Grégoire Lafarge compte parmi ses clients Florian Philippot, vice-président du Front National. En tant qu'avocat, Monsieur Lafarge est libre de défendre chaque individu indépendamment de ses convictions religieuses, politiques ou philosophiques. Il est donc regrettable que certains médias portent un jugement prématuré sur Grégoire Lafarge l'accusant de racisme en s'appuyant sur cet élément. Par ailleurs, plus qu'un éventuel jugement sur la position politique du professeur, l'incident met surtout l’accent sur la problématique liée au port du voile dans une école de formation des futurs avocats et plus globalement, sur la compatibilité du port du voile avec l’exercice de la profession.

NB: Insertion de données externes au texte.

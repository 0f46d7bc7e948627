pub mod structure;
pub mod vendor_loan;
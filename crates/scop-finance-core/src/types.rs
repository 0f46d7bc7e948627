use rust_decimal::Decimal;
use serde::{Deserialize, Serialize};

/// All monetary values. Wraps Decimal to prevent accidental f64 usage.
pub type Money = Decimal;

/// Rates expressed as decimals (0.15 = 15%). Never as percentages.
pub type Rate = Decimal;

/// Percentages as entered by the user (50 = 50%).
pub type Percent = Decimal;

/// Standard computation output envelope
#[derive(Debug, Clone, Serialize, Deserialize)]
pub struct ComputationOutput<T: Serialize> {
    pub result: T,
    pub methodology: String,
    pub assumptions: serde_json::Value,
    pub warnings: Vec<String>,
    pub metadata: ComputationMetadata,
}

/// Metadata for every computation
#[derive(Debug, Clone, Serialize, Deserialize)]
pub struct ComputationMetadata {
    pub version: String,
    pub computation_time_us: u64,
    pub precision: String,
}

/// Helper to wrap computation results with metadata
pub fn with_metadata<T: Serialize>(
    methodology: &str,
    assumptions: &impl Serialize,
    warnings: Vec<String>,
    elapsed_us: u64,
    result: T,
) -> ComputationOutput<T> {
    ComputationOutput {
        result,
        methodology: methodology.to_string(),
        assumptions: serde_json::to_value(assumptions).unwrap_or_default(),
        warnings,
        metadata: ComputationMetadata {
            version: env!("CARGO_PKG_VERSION").to_string(),
            computation_time_us: elapsed_us,
            precision: "rust_decimal_128bit".to_string(),
        },
    }
}
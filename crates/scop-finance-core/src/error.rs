use thiserror::Error;

#[derive(Debug, Error)]
pub enum ScopFinanceError {
    #[error("Invalid input: {field} — {reason}")]
    InvalidInput { field: String, reason: String },

    #[error("Division by zero in {context}")]
    DivisionByZero { context: String },

    #[error("Serialization error: {0}")]
    SerializationError(String),
}

impl From<serde_json::Error> for ScopFinanceError {
    fn from(e: serde_json::Error) -> Self {
        ScopFinanceError::SerializationError(e.to_string())
    }
}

En droit, aucun texte législatif ou règlementaire n’interdit le port du voile dans l’enseignement supérieur. La loi du 15 mars 2004 interdit le port de signes ou de tenues manifestant une appartenance religieuse dans les écoles, collèges et lycées publics sur le fondement du principe de laïcité. Dans l’espace public, le port du voile est autorisé mais le port du voile intégral (burqa-couvrant le corps et le visage ainsi que les yeux dissimulés derrière une grille et niqab –couvrant le corps et le visage sauf les yeux) est interdit depuis la loi du 11 octobre 2010 sur la dissimulation du visage dans l'espace public. En l’espèce, l’élève-avocate arborait un « hijab », c’est-à-dire un foulard qui ne couvrait que ses cheveux et ne dissimulait pas son visage. Elle était donc libre de pouvoir porter son hijab au sein de l’EFB. A cela s'ajouter le règlement intérieur de l’EFB, centre régional de formation professionnelle, rien n’interdit le port de tels signes.

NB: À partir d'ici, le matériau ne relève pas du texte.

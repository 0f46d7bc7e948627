pub mod csv_out;
pub mod format;
pub mod json;
pub mod minimal;
pub mod table;

use crate::OutputFormat;
use serde_json::Value;

/// Dispatch output to the appropriate formatter.
pub fn format_output(format: &OutputFormat, value: &Value) {
    match format {
        OutputFormat::Json => json::print_json(value),
        OutputFormat::Table => table::print_table(value),
        OutputFormat::Csv => csv_out::print_csv(value),
        OutputFormat::Minimal => minimal::print_minimal(value),
    }
}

Grégoire Lafarge a semble-t-il souhaité établir une stricte application du principe de laïcité tendant progressivement à expulser tout fait religieux de la sphère publique. Cependant, un avocat doit respecter la loi qui ne prohibe pas le port du voile dans l’enseignement supérieur. Guidé par ses émotions (peut-on croire amplifiées par les récents attentats à l’encontre du journal Charlie Hebdo du 7 janvier dernier, qui d’ailleurs ne doit pas amener de confusion entre port du voile et fondamentalisme religieux) il n’a pas su les maîtriser ce jour-là. Grégoire Lafarge a ainsi été au cœur d’une polémique dont il subit également les conséquences. Le cours de déontologie au pénal, excellent cours relatant les « tribulations de Monsieur G. » au pénal, ne seront plus dispensés aux élèves-avocats.

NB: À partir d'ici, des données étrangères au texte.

// SPDX-License-Identifier: MPL-2.0
// This Source Code Form is subject to the terms of the Mozilla Public
// License, v. 2.0. If a copy of the MPL was not distributed with this
// file, You can obtain one at https://mozilla.org/MPL/2.0/.

//! Button name/code tables.
//!
//! Zone-specific buttons are named `name:zone` (for example `zone_on:2`).
//! Encoding looks a name up in a hash map; decoding scans the table in
//! declaration order and takes the first entry with a matching code, so
//! duplicate codes always resolve to the same name.

use std::collections::HashMap;

/// Separator between a button name and its zone.
pub const ZONE_SEPARATOR: char = ':';

pub(super) const RGBW_BUTTONS: &[(&str, u8)] = &[
    ("slider", 0x00),
    ("on", 0x01),
    ("white", 0x11),
    ("off", 0x02),
    ("night", 0x12),
    ("zone_on:1", 0x03),
    ("zone_on:2", 0x05),
    ("zone_on:3", 0x07),
    ("zone_on:4", 0x09),
    ("zone_white:1", 0x13),
    ("zone_white:2", 0x15),
    ("zone_white:3", 0x17),
    ("zone_white:4", 0x19),
    ("zone_off:1", 0x04),
    ("zone_off:2", 0x06),
    ("zone_off:3", 0x08),
    ("zone_off:4", 0x0A),
    ("zone_night:1", 0x14),
    ("zone_night:2", 0x16),
    ("zone_night:3", 0x18),
    ("zone_night:4", 0x1A),
    ("speed_up", 0x0B),
    ("speed_down", 0x0C),
    ("change_color_mode", 0x0D),
    ("zone_set_brightness", 0x0E),
    ("zone_set_color", 0x0F),
];

/// Shared by the CCT and LYH CCT remotes.
pub(super) const CCT_BUTTONS: &[(&str, u8)] = &[
    ("on", 0x05),
    ("off", 0x09),
    ("max", 0x15),
    ("night", 0x19),
    ("zone_on:1", 0x08),
    ("zone_on:2", 0x0D),
    ("zone_on:3", 0x07),
    ("zone_on:4", 0x02),
    ("zone_max:1", 0x18),
    ("zone_max:2", 0x1D),
    ("zone_max:3", 0x17),
    ("zone_max:4", 0x12),
    ("zone_off:1", 0x0B),
    ("zone_off:2", 0x03),
    ("zone_off:3", 0x0A),
    ("zone_off:4", 0x06),
    ("zone_night:1", 0x1B),
    ("zone_night:2", 0x13),
    ("zone_night:3", 0x1A),
    ("zone_night:4", 0x16),
    ("brightness_up", 0x0C),
    ("brightness_down", 0x04),
    ("temperature_up", 0x0E),
    ("temperature_down", 0x0F),
];

/// A button name split from its zone suffix.
#[derive(Debug, Clone, PartialEq, Eq)]
pub struct ResolvedButton {
    /// Button name without the zone suffix, or `unknown=<code>`.
    pub button: String,
    /// Zone taken from the table entry, if it was zone-qualified.
    pub zone: Option<u8>,
}

/// Bidirectional button name/code table of one protocol variant.
///
/// # Examples
///
/// ```
/// use limitless_rf::ProtocolKind;
///
/// let buttons = ProtocolKind::Cct.variant().buttons();
/// assert_eq!(buttons.code("zone_on:2"), Some(0x0D));
///
/// let resolved = buttons.resolve(0x0D);
/// assert_eq!(resolved.button, "zone_on");
/// assert_eq!(resolved.zone, Some(2));
///
/// assert_eq!(buttons.resolve(0xEE).button, "unknown=238");
/// ```
#[derive(Debug, Clone)]
pub struct ButtonTable {
    by_name: HashMap<&'static str, u8>,
    by_code: Vec<(u8, &'static str)>,
}

impl ButtonTable {
    /// Builds a table from `(name, code)` entries in declaration order.
    ///
    /// If a name is declared twice, the first declaration wins.
    #[must_use]
    pub fn new(entries: &[(&'static str, u8)]) -> Self {
        let mut by_name = HashMap::with_capacity(entries.len());
        for &(name, code) in entries {
            by_name.entry(name).or_insert(code);
        }
        let by_code = entries.iter().map(|&(name, code)| (code, name)).collect();
        Self { by_name, by_code }
    }

    /// Looks up the code of a (possibly zone-qualified) button name.
    #[must_use]
    pub fn code(&self, name: &str) -> Option<u8> {
        self.by_name.get(name).copied()
    }

    /// Looks up the first name declared for a code.
    #[must_use]
    pub fn name(&self, code: u8) -> Option<&'static str> {
        self.by_code
            .iter()
            .find(|(candidate, _)| *candidate == code)
            .map(|(_, name)| *name)
    }

    /// Resolves a received code into a button name and optional zone.
    ///
    /// Unknown codes resolve to `unknown=<code>` rather than failing.
    #[must_use]
    pub fn resolve(&self, code: u8) -> ResolvedButton {
        let Some(name) = self.name(code) else {
            return ResolvedButton {
                button: format!("unknown={code}"),
                zone: None,
            };
        };

        match name.split_once(ZONE_SEPARATOR) {
            Some((button, zone)) => match zone.parse() {
                Ok(zone) => ResolvedButton {
                    button: button.to_string(),
                    zone: Some(zone),
                },
                Err(_) => ResolvedButton {
                    button: name.to_string(),
                    zone: None,
                },
            },
            None => ResolvedButton {
                button: name.to_string(),
                zone: None,
            },
        }
    }

    /// Iterates over `(name, code)` entries in declaration order.
    pub fn iter(&self) -> impl Iterator<Item = (&'static str, u8)> + '_ {
        self.by_code.iter().map(|&(code, name)| (name, code))
    }

    /// Returns the number of entries.
    #[must_use]
    pub fn len(&self) -> usize {
        self.by_code.len()
    }

    /// Returns `true` if the table has no entries.
    #[must_use]
    pub fn is_empty(&self) -> bool {
        self.by_code.is_empty()
    }
}

/// Qualifies a zone button name with its zone (`zone_on` + 2 = `zone_on:2`).
#[must_use]
pub fn zone_qualified(button: &str, zone: u8) -> String {
    format!("{button}{ZONE_SEPARATOR}{zone}")
}
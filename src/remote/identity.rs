// SPDX-License-Identifier: MPL-2.0
// This Source Code Form is subject to the terms of the Mozilla Public
// License, v. 2.0. If a copy of the MPL was not distributed with this
// file, You can obtain one at https://mozilla.org/MPL/2.0/.

//! Remote address and rolling message id.

/// The address a remote transmits as, plus its message sequence number.
///
/// The sequence number is incremented (wrapping at 256) before every
/// transmission that does not carry its own id. It is seeded randomly unless
/// given, so independent processes driving the same address are unlikely to
/// send duplicate ids.
#[derive(Debug, Clone, Copy, PartialEq, Eq)]
pub struct RemoteIdentity {
    address: u16,
    message_id: u8,
}

impl RemoteIdentity {
    /// Creates an identity with an explicit starting message id.
    #[must_use]
    pub const fn new(address: u16, message_id: u8) -> Self {
        Self {
            address,
            message_id,
        }
    }

    /// Creates an identity with a random starting message id.
    #[must_use]
    pub fn with_random_message_id(address: u16) -> Self {
        Self::new(address, rand::random())
    }

    /// Returns the 16-bit remote address.
    #[must_use]
    pub const fn address(&self) -> u16 {
        self.address
    }

    /// Returns the last message id used.
    #[must_use]
    pub const fn message_id(&self) -> u8 {
        self.message_id
    }

    /// Advances and returns the message id.
    pub const fn next_message_id(&mut self) -> u8 {
        self.message_id = self.message_id.wrapping_add(1);
        self.message_id
    }

    /// Returns the id the next transmission will use, without advancing.
    #[must_use]
    pub const fn peek_next_message_id(&self) -> u8 {
        self.message_id.wrapping_add(1)
    }

    /// Continues the sequence from `message_id`.
    pub const fn reseed(&mut self, message_id: u8) {
        self.message_id = message_id;
    }
}

#[cfg(test)]
mod tests {
    use super::*;

    #[test]
    fn message_id_increments_before_use() {
        let mut identity = RemoteIdentity::new(0x1234, 0);
        assert_eq!(identity.next_message_id(), 1);
        assert_eq!(identity.next_message_id(), 2);
        assert_eq!(identity.message_id(), 2);
    }

    #[test]
    fn message_id_wraps() {
        let mut identity = RemoteIdentity::new(0x1234, 255);
        assert_eq!(identity.next_message_id(), 0);
    }

    #[test]
    fn peek_does_not_advance() {
        let identity = RemoteIdentity::new(0x1234, 255);
        assert_eq!(identity.peek_next_message_id(), 0);
        assert_eq!(identity.message_id(), 255);
    }

    #[test]
    fn reseed_continues_from_given_id() {
        let mut identity = RemoteIdentity::new(0x1234, 10);
        identity.reseed(200);
        assert_eq!(identity.next_message_id(), 201);
        assert_eq!(identity.address(), 0x1234);
    }
}
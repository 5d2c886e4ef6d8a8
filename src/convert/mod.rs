// SPDX-License-Identifier: MPL-2.0
// This Source Code Form is subject to the terms of the Mozilla Public
// License, v. 2.0. If a copy of the MPL was not distributed with this
// file, You can obtain one at https://mozilla.org/MPL/2.0/.

//! Unit conversions between user-facing values and device values.
//!
//! - [`scale`] maps an integer between two closed ranges (brightness 0-255 to
//!   a bulb's 0-25 steps, kelvin to a bulb's temperature steps)
//! - [`DeviceColor`] maps an RGB value onto the remotes' 256-step color wheel

mod color;
mod scale;

pub use color::{DeviceColor, rgb_to_device_color};
pub use scale::scale;
// SPDX-License-Identifier: MPL-2.0
// This Source Code Form is subject to the terms of the Mozilla Public
// License, v. 2.0. If a copy of the MPL was not distributed with this
// file, You can obtain one at https://mozilla.org/MPL/2.0/.

//! Per-remote trace observer.
//!
//! Every trace point of a [`Remote`](crate::Remote) emits a `tracing` event.
//! A remote can additionally be given an [`Observer`], which is called
//! synchronously with the same information as a [`TraceEvent`]. The observer
//! runs on the caller's thread, before the operation continues, so it should
//! return quickly.
//!
//! # Examples
//!
//! ```
//! use std::sync::Arc;
//! use parking_lot::Mutex;
//! use limitless_rf::observer::{Observer, TraceEvent};
//!
//! let seen = Arc::new(Mutex::new(Vec::new()));
//! let sink = Arc::clone(&seen);
//! let observer: Observer = Arc::new(move |event: &TraceEvent| sink.lock().push(event.to_string()));
//! # let _ = observer;
//! ```

use std::fmt;
use std::sync::Arc;
use std::time::Duration;

use crate::codec::ButtonInfo;
use crate::convert::DeviceColor;
use crate::stepper::{Phase, Press};
use crate::transceiver::SubmitQueue;
use crate::types::RgbColor;

/// Callback invoked at every trace point of a remote.
pub type Observer = Arc<dyn Fn(&TraceEvent) + Send + Sync>;

/// Something a remote did or computed.
#[derive(Debug, Clone, PartialEq)]
pub enum TraceEvent {
    /// A message was handed to the transceiver.
    ButtonSent {
        /// The symbolic button press.
        info: ButtonInfo,
        /// The encoded message.
        message: Vec<u8>,
        /// Number of retransmissions requested.
        retries: u32,
        /// Delay between retransmissions.
        delay: Duration,
        /// Submission queue.
        queue: SubmitQueue,
    },
    /// A press of a stepping plan is about to be sent.
    Step {
        /// Saturating or final walk.
        phase: Phase,
        /// The press.
        press: Press,
    },
    /// An RGB value was mapped onto the device color space.
    ColorConverted {
        /// Requested color.
        rgb: RgbColor,
        /// Hue in degrees.
        hue: f64,
        /// Resulting device color.
        color: DeviceColor,
    },
    /// A 0-255 brightness was scaled to device units.
    BrightnessScaled {
        /// Requested brightness.
        requested: u8,
        /// Device brightness level.
        device: u8,
    },
    /// A kelvin value was clamped and scaled to device units.
    TemperatureScaled {
        /// Clamped color temperature.
        kelvin: u16,
        /// Device temperature value.
        device: u8,
    },
    /// A received message was decoded.
    ButtonReceived {
        /// The received bytes.
        message: Vec<u8>,
        /// `true` if the message belonged to the remote's protocol.
        recognised: bool,
    },
}

impl fmt::Display for TraceEvent {
    fn fmt(&self, f: &mut fmt::Formatter<'_>) -> fmt::Result {
        match self {
            Self::ButtonSent {
                info,
                message,
                retries,
                delay,
                queue,
            } => write!(
                f,
                "Sending {} ({}) n={retries} times with a {}ms delay to queue {queue}",
                info.button,
                hex(message),
                delay.as_millis()
            ),
            Self::Step { phase, press } => {
                let phase = match phase {
                    Phase::Initial => "INITIAL",
                    Phase::Final => "FINAL",
                };
                write!(f, "[{phase}] {}", press.button())
            }
            Self::ColorConverted { rgb, hue, color } => {
                write!(f, "RGB = {rgb}; Hue = {hue:.1}; {color}")
            }
            Self::BrightnessScaled { requested, device } => {
                write!(f, "Scaled brightness {requested} to {device}")
            }
            Self::TemperatureScaled { kelvin, device } => {
                write!(f, "Scaled kelvins={kelvin} to a temperature value of {device}")
            }
            Self::ButtonReceived {
                message,
                recognised,
            } => {
                let verdict = if *recognised { "decoded" } else { "ignored" };
                write!(f, "Received {} ({verdict})", hex(message))
            }
        }
    }
}

fn hex(bytes: &[u8]) -> String {
    bytes
        .iter()
        .map(|byte| format!("{byte:02X}"))
        .collect::<Vec<_>>()
        .join(" ")
}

Monsieur Grégoire LAFARGE aurait pu penser que cette étudiante, voilée certes, avait l’incroyable possibilité d’avoir son destin en main et de faire ses propres choix en accédant à une école d’excellence telle Shirin EBADI, avocate iranienne voilée (le port du voile par les femmes étant obligatoire en Iran) et prix Nobel de la Paix. Lors de son discours, celle-ci expliquait que « (cette) distinction sera(it) une inspiration pour toutes les femmes qui se battent pour leurs droits, non seulement en Iran, mais dans tous les pays alentour. Cette distinction les aidera à croire en elles-mêmes»[1]. Le voile de cette élève-avocate ne veut pas dire qu’elle n’est pas apte à se battre pour exercer ses droits et défendre ceux de son futur client. Ainsi pouvait-on attendre de Grégoire LAFARGE une attitude tolérante lui permettant d’apprécier le brillant parcours de cette étudiante quoiqu’il puisse penser du port de son voile.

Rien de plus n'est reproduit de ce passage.